Product Description
Agatized fossil coral is highly prized by not only fossil collectors, but by gem and mineral collectors, as well. Exquisite forms from Florida are especially in demand as the state produces some of the finest examples of this geological oddity in the entire world. The majority of agatized coral that is collected is either solid inside when sliced or it possesses a drab and rather uninteresting structure to its internal cavity. This remarkable specimen is VERY rare and far exceeds the beauty, color and internal crystalline structures of most agatized coral pieces that are found.

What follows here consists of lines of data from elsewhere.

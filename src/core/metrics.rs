//! Logger and appender metrics for observability
//!
//! Appender failures never reach the producer; these counters are how they
//! become visible.

use std::sync::atomic::{AtomicU64, Ordering};

/// Per-logger counters
///
/// # Example
///
/// ```
/// use rust_config_logger::core::LoggerMetrics;
///
/// let metrics = LoggerMetrics::new();
/// metrics.record_logged();
/// metrics.record_dropped();
///
/// assert_eq!(metrics.total_logged(), 1);
/// assert_eq!(metrics.dropped_count(), 1);
/// ```
#[derive(Debug, Default)]
pub struct LoggerMetrics {
    /// Events handed to at least one appender without error
    total_logged: AtomicU64,

    /// Events for which at least one appender failed or panicked
    dropped_count: AtomicU64,

    /// Events rejected by the logger's level threshold
    filtered: AtomicU64,
}

impl LoggerMetrics {
    pub const fn new() -> Self {
        Self {
            total_logged: AtomicU64::new(0),
            dropped_count: AtomicU64::new(0),
            filtered: AtomicU64::new(0),
        }
    }

    #[inline]
    pub fn total_logged(&self) -> u64 {
        self.total_logged.load(Ordering::Relaxed)
    }

    #[inline]
    pub fn dropped_count(&self) -> u64 {
        self.dropped_count.load(Ordering::Relaxed)
    }

    #[inline]
    pub fn filtered(&self) -> u64 {
        self.filtered.load(Ordering::Relaxed)
    }

    #[inline]
    pub fn record_logged(&self) {
        self.total_logged.fetch_add(1, Ordering::Relaxed);
    }

    /// Returns the count before this increment
    #[inline]
    pub fn record_dropped(&self) -> u64 {
        self.dropped_count.fetch_add(1, Ordering::Relaxed)
    }

    #[inline]
    pub fn record_filtered(&self) {
        self.filtered.fetch_add(1, Ordering::Relaxed);
    }

    /// Percentage of dispatched events that hit a failing appender
    pub fn drop_rate(&self) -> f64 {
        let dropped = self.dropped_count() as f64;
        let total = dropped + self.total_logged() as f64;
        if total == 0.0 {
            0.0
        } else {
            dropped / total * 100.0
        }
    }
}

/// Per-appender counters
#[derive(Debug, Default)]
pub struct AppenderMetrics {
    written: AtomicU64,
    dropped: AtomicU64,
    reopens: AtomicU64,
}

impl AppenderMetrics {
    pub const fn new() -> Self {
        Self {
            written: AtomicU64::new(0),
            dropped: AtomicU64::new(0),
            reopens: AtomicU64::new(0),
        }
    }

    /// Events rendered and written to the sink
    #[inline]
    pub fn written(&self) -> u64 {
        self.written.load(Ordering::Relaxed)
    }

    /// Events lost because the sink failed
    #[inline]
    pub fn dropped(&self) -> u64 {
        self.dropped.load(Ordering::Relaxed)
    }

    /// Times the backing file was reopened before a write
    #[inline]
    pub fn reopens(&self) -> u64 {
        self.reopens.load(Ordering::Relaxed)
    }

    #[inline]
    pub fn record_written(&self) {
        self.written.fetch_add(1, Ordering::Relaxed);
    }

    #[inline]
    pub fn record_dropped(&self) {
        self.dropped.fetch_add(1, Ordering::Relaxed);
    }

    #[inline]
    pub fn record_reopen(&self) {
        self.reopens.fetch_add(1, Ordering::Relaxed);
    }
}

If you know agatized coral, you will immediately see the rarity and exceptionally unique beauty to this museum-grade specimen. This is a partial geode of fully agatized fossil coral with its entire surface lined in surreal light brown to amber orange botryoidal structures. Another chamber shows the same globular structures in blue-white. Third photo from bottom shows the positive impression of a clam bore hole that killed this coral. Small patches on back side not shown, shows intense diamond-like drusy crystals of the same globular structures. While most agatized coral specimen are rather small in comparison, this is a large and intact example. Agatized coral of this quality is so rare that usually it is cut up and used in very expensive custom jewelry pieces. As a complete crystal specimen, it is worth even more in its natural state.
HISTORY
Agate, also known as chalcedony, is a type of cryptocrystalline quartz (SiO2). Under unique geological conditions, prehistoric corals and mollusks can fossilize by being replaced with agate from silica-rich ground water percolating through limestone. The Florida Legislature designated agatized coral as the Florida State Stone in 1979. The statute describes it as “a chalcedony pseudomorph after coral, appearing as limestone geodes lined with botryoidal agate or quartz crystals and drusy quartz fingers, indigenous to Florida." Agatized coral occurs in a variety of colors, typically gray, brown, black, yellow, white, and on rare occasion red. The majority of Florida’s agatized coral formed in Oligocene-Miocene Hawthorn Group sediments. Fossil agatized coral is occasionally dredged up in the Tampa and Clearwater areas but also occurs in limestones along the Econfina, Withlachoochee and Suwannee Rivers.
Fossil corals were simple marine invertebrates that possessed a sac-like body called a polyp with a mouth and tentacles. As carnivores, they would immobilize or kill their prey with their stinging tentacles then swallow their prey and later expel the wastes through the same mouth. They formed a dense outer skeleton of calcium carbonate which, when living in large colonies of thousands of cloned individuals, formed a massive structure. The complex folds in their stomach cavity can be seen in the wondrous detail left behind in their skeletons. Modern corals today share a symbiotic relationship with algae that covers their body tissue. The algae supplement the coral with oxygen which most likely was the case in prehistoric times, as well.
Prehistoric corals are believed to have thrived in the same environments that modern corals prefer - clean, warm oceans of normal salinity levels. Solitary corals were present in oceans of soft, muddy bottoms while horn corals and colonial corals preferred hard sea floors to attach themselves.